No cross-tolerance between S-nitrosocaptopril and nitroglycerin in dog coronary arteries in vivo.

S-Nitrosocaptopril (S-NO-Cap), a nitrate and an angiotensin-converting enzyme (ACE) inhibitor, may be produced after coadministration of nitroglycerin (NTG) and captopril (CAP). We synthesized S-NO-Cap and investigated its in vivo tolerance. In open-chest dogs, S-NO-Cap [300 microg; intracoronary (i.c.)] and NTG (50 microg, i.c.) increased coronary blood flow (CBF) similarly (8.0 vs. 9.0 ml/min; p = NS; n = 5). After a 2-h i.c. NTG infusion at high dose (1.32 micromol/min), NTG (50 microg, i.c.) had no significant effect on CBF, whereas S-NO-Cap (300 microg, i.c.) still produced an attenuated increase in CBF (4.9 ml/min; p < 0.05 vs. control). On the other hand, after a 2-h i.c. infusion of S-NO-Cap (1.32 micromol/min), the CBF response to S-NO-Cap (300 microg) showed no attenuation, whereas that to NTG (50 microg) was potentiated (8.8 vs. 12.6 ml/min; p < 0.05; n = 6). Under basal conditions, S-NO-Cap (30-300 microg, i.c.) increased CBF dose dependently, whereas CAP (30-300 microg, i.c.) had no effect on CBF, suggesting that S-NO-Cap dilates coronary vessels by a nitrate action but not by an ACE-inhibitory action. In nonsurgical dogs, 2-h intravenous (i.v.) infusion of S-NO-Cap (1.32 micromol/min) had a stable hypotensive effect, whereas that of NTG (1.32 micromol/min) gradually attenuated the effect. Plasma NO3-, an oxidative product of nitric oxide (NO), increased after both infusions, suggesting that S-NO-Cap may act partially as an NO donor, similarly to NTG. Plasma ACE activity was reduced after an S-NO-Cap infusion (5.84 vs. 4.10 IU/L; p < 0.01; n = 5), and plasma aldosterone was markedly increased after NTG infusion relative to that after S-NO-Cap infusion (243.0 vs. 38.6 pg/ml; p < 0.05).
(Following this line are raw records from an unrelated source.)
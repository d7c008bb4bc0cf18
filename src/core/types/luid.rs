//! Locally unique identifier wrapper

use serde::{Deserialize, Serialize};
use std::fmt;

/// 64-bit locally unique identifier, as stored in token privilege records
///
/// Only meaningful on the machine and boot session that issued it.
#[derive(Debug, Clone, Copy, PartialEq, Eq, Hash, PartialOrd, Ord, Serialize, Deserialize)]
#[serde(transparent)]
pub struct Luid(u64);

impl Luid {
    /// Create a LUID from its 64-bit value
    pub const fn new(value: u64) -> Self {
        Luid(value)
    }

    /// Build from the `LowPart`/`HighPart` pair used by the native struct
    pub const fn from_parts(low: u32, high: i32) -> Self {
        Luid(((high as u32 as u64) << 32) | low as u64)
    }

    /// Decode the 8-byte little-endian on-wire form
    pub fn from_le_bytes(bytes: [u8; 8]) -> Self {
        Luid(u64::from_le_bytes(bytes))
    }

    pub const fn as_u64(&self) -> u64 {
        self.0
    }

    pub const fn low_part(&self) -> u32 {
        self.0 as u32
    }

    pub const fn high_part(&self) -> i32 {
        (self.0 >> 32) as u32 as i32
    }
}

impl From<u64> for Luid {
    fn from(value: u64) -> Self {
        Luid(value)
    }
}

impl fmt::Display for Luid {
    fn fmt(&self, f: &mut fmt::Formatter<'_>) -> fmt::Result {
        write!(f, "0x{:X}", self.0)
    }
}
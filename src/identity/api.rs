//! Native capabilities consumed by the identity decoders
//!
//! The decoders never call the OS directly. They are handed an
//! implementation of these traits: `WindowsTokenApi` on Windows, or an
//! in-memory fake in tests.

use crate::core::types::{Luid, OsError, Sid, TokenTarget};

/// Outcome of a single call into a string-returning native lookup
///
/// `Ok(n)` means `n` UTF-16 units were written to the caller's buffer.
pub type LookupStatus = Result<usize, LookupFailure>;

/// Why a native lookup did not produce a string
#[derive(Debug, Clone, PartialEq, Eq)]
pub enum LookupFailure {
    /// Buffer too small; carries the required length in UTF-16 units
    InsufficientBuffer(usize),
    /// Any other failure
    Os(OsError),
}

/// One `{SID, attributes}` entry from the token's group list
#[derive(Debug, Clone, PartialEq, Eq)]
pub struct RawGroup {
    pub sid: Sid,
    pub attributes: u32,
}

impl RawGroup {
    pub fn new(sid: Sid, attributes: u32) -> Self {
        RawGroup { sid, attributes }
    }
}

/// Result of resolving a SID to an account
#[derive(Debug, Clone, PartialEq, Eq)]
pub struct Account {
    pub name: String,
    pub domain: String,
    /// Raw `SID_NAME_USE` code
    pub use_code: u32,
}

impl Account {
    pub fn new(name: impl Into<String>, domain: impl Into<String>, use_code: u32) -> Self {
        Account {
            name: name.into(),
            domain: domain.into(),
            use_code,
        }
    }
}

/// Read-only queries against an access token and the local account database
pub trait TokenQuery {
    /// SAM-compatible `DOMAIN\user` name of the token's user
    fn user_name(&self, target: TokenTarget) -> Result<String, OsError>;

    /// SID of the token's user
    fn user_sid(&self, target: TokenTarget) -> Result<Sid, OsError>;

    /// Group memberships, in the order the OS reports them
    fn token_groups(&self, target: TokenTarget) -> Result<Vec<RawGroup>, OsError>;

    /// Raw `TOKEN_PRIVILEGES` buffer
    fn token_privileges(&self, target: TokenTarget) -> Result<Vec<u8>, OsError>;

    /// Resolve a SID to an account; `Ok(None)` when the SID has no mapping
    fn lookup_account(&self, sid: &Sid) -> Result<Option<Account>, OsError>;

    /// Write the programmatic name of `luid` into `buf`
    fn lookup_privilege_name(&self, luid: Luid, buf: &mut [u16]) -> LookupStatus;

    /// Write the display name of privilege `name` into `buf`
    fn lookup_privilege_display_name(&self, name: &str, buf: &mut [u16]) -> LookupStatus;
}

/// Pushes privilege attribute changes to a live token
pub trait PrivilegeAdjust {
    /// Apply exactly one `{luid, attributes}` record to the target's token
    fn adjust_privilege(
        &self,
        target: TokenTarget,
        luid: Luid,
        attributes: u32,
    ) -> Result<(), OsError>;
}
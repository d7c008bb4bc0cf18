//! Windows error code handling utilities

use crate::core::types::OsError;
use std::fmt;

/// Windows error codes the token backend distinguishes
#[derive(Debug, Clone, Copy, PartialEq, Eq)]
pub enum ErrorCode {
    Success,
    AccessDenied,
    InvalidHandle,
    InvalidParameter,
    InsufficientBuffer,
    MoreData,
    NotAllAssigned,
    NoSuchPrivilege,
    NoneMapped,
    Unknown(u32),
}

impl From<u32> for ErrorCode {
    fn from(code: u32) -> Self {
        match code {
            0 => ErrorCode::Success,
            5 => ErrorCode::AccessDenied,
            6 => ErrorCode::InvalidHandle,
            87 => ErrorCode::InvalidParameter,
            122 => ErrorCode::InsufficientBuffer,
            234 => ErrorCode::MoreData,
            1300 => ErrorCode::NotAllAssigned,
            1313 => ErrorCode::NoSuchPrivilege,
            1332 => ErrorCode::NoneMapped,
            _ => ErrorCode::Unknown(code),
        }
    }
}

impl ErrorCode {
    /// Numeric Win32 code
    pub fn code(&self) -> u32 {
        match self {
            ErrorCode::Success => 0,
            ErrorCode::AccessDenied => 5,
            ErrorCode::InvalidHandle => 6,
            ErrorCode::InvalidParameter => 87,
            ErrorCode::InsufficientBuffer => 122,
            ErrorCode::MoreData => 234,
            ErrorCode::NotAllAssigned => 1300,
            ErrorCode::NoSuchPrivilege => 1313,
            ErrorCode::NoneMapped => 1332,
            ErrorCode::Unknown(code) => *code,
        }
    }

    /// Whether the call failed only because the output buffer was too small
    pub fn is_buffer_too_small(&self) -> bool {
        matches!(self, ErrorCode::InsufficientBuffer | ErrorCode::MoreData)
    }

    /// Recover the Win32 code from an `HRESULT`
    ///
    /// Only `FACILITY_WIN32` results (`0x8007xxxx`) carry one; anything else
    /// is kept whole as `Unknown`.
    pub fn from_hresult(hr: i32) -> Self {
        let hr = hr as u32;
        if hr == 0 {
            ErrorCode::Success
        } else if hr & 0xffff_0000 == 0x8007_0000 {
            ErrorCode::from(hr & 0xffff)
        } else {
            ErrorCode::Unknown(hr)
        }
    }

    /// Get the last Windows error
    #[cfg(windows)]
    pub fn last_error() -> Self {
        unsafe { ErrorCode::from(winapi::um::errhandlingapi::GetLastError()) }
    }
}

impl fmt::Display for ErrorCode {
    fn fmt(&self, f: &mut fmt::Formatter<'_>) -> fmt::Result {
        match self {
            ErrorCode::Success => write!(f, "Success"),
            ErrorCode::AccessDenied => write!(f, "Access denied"),
            ErrorCode::InvalidHandle => write!(f, "Invalid handle"),
            ErrorCode::InvalidParameter => write!(f, "Invalid parameter"),
            ErrorCode::InsufficientBuffer => write!(f, "Insufficient buffer"),
            ErrorCode::MoreData => write!(f, "More data is available"),
            ErrorCode::NotAllAssigned => write!(f, "Not all privileges were assigned"),
            ErrorCode::NoSuchPrivilege => write!(f, "No such privilege"),
            ErrorCode::NoneMapped => write!(f, "No mapping between account names and SIDs"),
            ErrorCode::Unknown(code) => write!(f, "Unknown error: {}", code),
        }
    }
}

#[cfg(windows)]
impl From<&::windows::core::Error> for ErrorCode {
    fn from(err: &::windows::core::Error) -> Self {
        ErrorCode::from_hresult(err.code().0)
    }
}

/// Windows error wrapper
pub struct WinError {
    code: ErrorCode,
    context: String,
}

impl WinError {
    /// Capture the last Windows error with context
    #[cfg(windows)]
    pub fn new(context: impl Into<String>) -> Self {
        WinError {
            code: ErrorCode::last_error(),
            context: context.into(),
        }
    }

    /// Create with specific error code
    pub fn with_code(code: ErrorCode, context: impl Into<String>) -> Self {
        WinError {
            code,
            context: context.into(),
        }
    }

    pub fn code(&self) -> ErrorCode {
        self.code
    }

    /// Convert to OsError, preferring the system message for the code
    pub fn to_os_error(self) -> OsError {
        OsError::new(
            self.code.code(),
            format!("{}: {}", self.context, system_message(self.code)),
        )
    }
}

#[cfg(windows)]
fn system_message(code: ErrorCode) -> String {
    let err = ::windows::core::Error::from(::windows::core::HRESULT::from_win32(code.code()));
    let message = err.message().to_string();
    let message = message.trim_end();
    if message.is_empty() {
        code.to_string()
    } else {
        message.to_string()
    }
}

#[cfg(not(windows))]
fn system_message(code: ErrorCode) -> String {
    code.to_string()
}

/// Get last Windows error as OsError
#[cfg(windows)]
pub fn last_os_error(context: impl Into<String>) -> OsError {
    WinError::new(context).to_os_error()
}

#[cfg(test)]
mod tests {
    use super::*;

    #[test]
    fn test_error_code_conversion() {
        assert_eq!(ErrorCode::from(0), ErrorCode::Success);
        assert_eq!(ErrorCode::from(122), ErrorCode::InsufficientBuffer);
        assert_eq!(ErrorCode::from(1332), ErrorCode::NoneMapped);
        assert_eq!(ErrorCode::from(999), ErrorCode::Unknown(999));
        for code in [0, 5, 6, 87, 122, 234, 1300, 1313, 1332, 4242] {
            assert_eq!(ErrorCode::from(code).code(), code);
        }
    }

    #[test]
    fn test_buffer_too_small() {
        assert!(ErrorCode::InsufficientBuffer.is_buffer_too_small());
        assert!(ErrorCode::MoreData.is_buffer_too_small());
        assert!(!ErrorCode::NoneMapped.is_buffer_too_small());
    }

    #[test]
    fn test_from_hresult() {
        assert_eq!(ErrorCode::from_hresult(0), ErrorCode::Success);
        // HRESULT_FROM_WIN32(ERROR_INSUFFICIENT_BUFFER)
        assert_eq!(
            ErrorCode::from_hresult(0x8007_007a_u32 as i32),
            ErrorCode::InsufficientBuffer
        );
        assert!(ErrorCode::from_hresult(0x8007_00ea_u32 as i32).is_buffer_too_small());
        assert_eq!(
            ErrorCode::from_hresult(0x8007_0521_u32 as i32),
            ErrorCode::NoSuchPrivilege
        );
        // E_FAIL is not a Win32 facility code
        assert_eq!(
            ErrorCode::from_hresult(0x8000_4005_u32 as i32),
            ErrorCode::Unknown(0x8000_4005)
        );
    }

    #[cfg(windows)]
    #[test]
    fn test_from_windows_error() {
        let err = ::windows::core::Error::from(::windows::core::HRESULT::from_win32(1332));
        assert_eq!(ErrorCode::from(&err), ErrorCode::NoneMapped);
    }

    #[test]
    fn test_error_code_display() {
        assert_eq!(format!("{}", ErrorCode::Success), "Success");
        assert_eq!(format!("{}", ErrorCode::AccessDenied), "Access denied");
        assert_eq!(format!("{}", ErrorCode::Unknown(123)), "Unknown error: 123");
    }

    #[test]
    fn test_win_error() {
        let err = WinError::with_code(ErrorCode::NotAllAssigned, "AdjustTokenPrivileges");
        assert_eq!(err.code(), ErrorCode::NotAllAssigned);
        let os = err.to_os_error();
        assert_eq!(os.code, 1300);
        assert!(os.message.starts_with("AdjustTokenPrivileges: "));
    }
}
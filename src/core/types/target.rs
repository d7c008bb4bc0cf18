//! Token selection

use super::ProcessId;
use std::fmt;

/// Which access token a query addresses
///
/// A plain value: backends open and close the underlying handle per call,
/// so holding a `TokenTarget` never keeps a token alive.
#[derive(Debug, Clone, Copy, PartialEq, Eq, Hash, Default)]
pub enum TokenTarget {
    /// Primary token of the calling process
    #[default]
    CurrentProcess,
    /// Primary token of another process
    Process(ProcessId),
}

impl TokenTarget {
    /// Resolve an optional target, defaulting to the current process
    pub fn or_current(target: Option<TokenTarget>) -> TokenTarget {
        target.unwrap_or_default()
    }
}

impl fmt::Display for TokenTarget {
    fn fmt(&self, f: &mut fmt::Formatter<'_>) -> fmt::Result {
        match self {
            TokenTarget::CurrentProcess => write!(f, "current process"),
            TokenTarget::Process(pid) => write!(f, "process {}", pid),
        }
    }
}
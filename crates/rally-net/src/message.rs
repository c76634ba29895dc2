//! Application payloads exchanged over a session.

use serde::Serialize;
use serde::de::DeserializeOwned;

/// An opaque payload. The session layer never looks inside it.
#[derive(Debug, Clone, PartialEq, Eq, Default)]
pub struct Message(Vec<u8>);

impl Message {
    pub fn new(bytes: impl Into<Vec<u8>>) -> Self {
        Self(bytes.into())
    }

    /// Encode `value` as a JSON message.
    pub fn json<T: Serialize + ?Sized>(value: &T) -> Result<Self, serde_json::Error> {
        serde_json::to_vec(value).map(Self)
    }

    /// Decode the payload as JSON.
    pub fn decode_json<T: DeserializeOwned>(&self) -> Result<T, serde_json::Error> {
        serde_json::from_slice(&self.0)
    }

    /// The payload as UTF-8, if it is valid UTF-8.
    pub fn as_text(&self) -> Option<&str> {
        std::str::from_utf8(&self.0).ok()
    }

    pub fn as_bytes(&self) -> &[u8] {
        &self.0
    }

    pub fn into_bytes(self) -> Vec<u8> {
        self.0
    }

    pub fn len(&self) -> usize {
        self.0.len()
    }

    pub fn is_empty(&self) -> bool {
        self.0.is_empty()
    }
}

impl From<Vec<u8>> for Message {
    fn from(bytes: Vec<u8>) -> Self {
        Self(bytes)
    }
}

impl From<&[u8]> for Message {
    fn from(bytes: &[u8]) -> Self {
        Self(bytes.to_vec())
    }
}

impl From<&str> for Message {
    fn from(text: &str) -> Self {
        Self(text.as_bytes().to_vec())
    }
}

impl From<String> for Message {
    fn from(text: String) -> Self {
        Self(text.into_bytes())
    }
}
Plasma norepinephrine increased after both infusions (393.6 vs. 289.0 pg/ml; p = NS). As judged by the increase in CBF, whereas S-NO-Cap showed partial tolerance with NTG, no tolerance was found with S-NO-Cap itself. The in vivo coronary vascular response to S-NO-Cap may, therefore, be partially reduced by activation of the adrenergic or renin-angiotensin-aldosterone systems or both induced by NTG, because S-NO-Cap showed no cross-tolerance with NTG in our earlier in vitro study.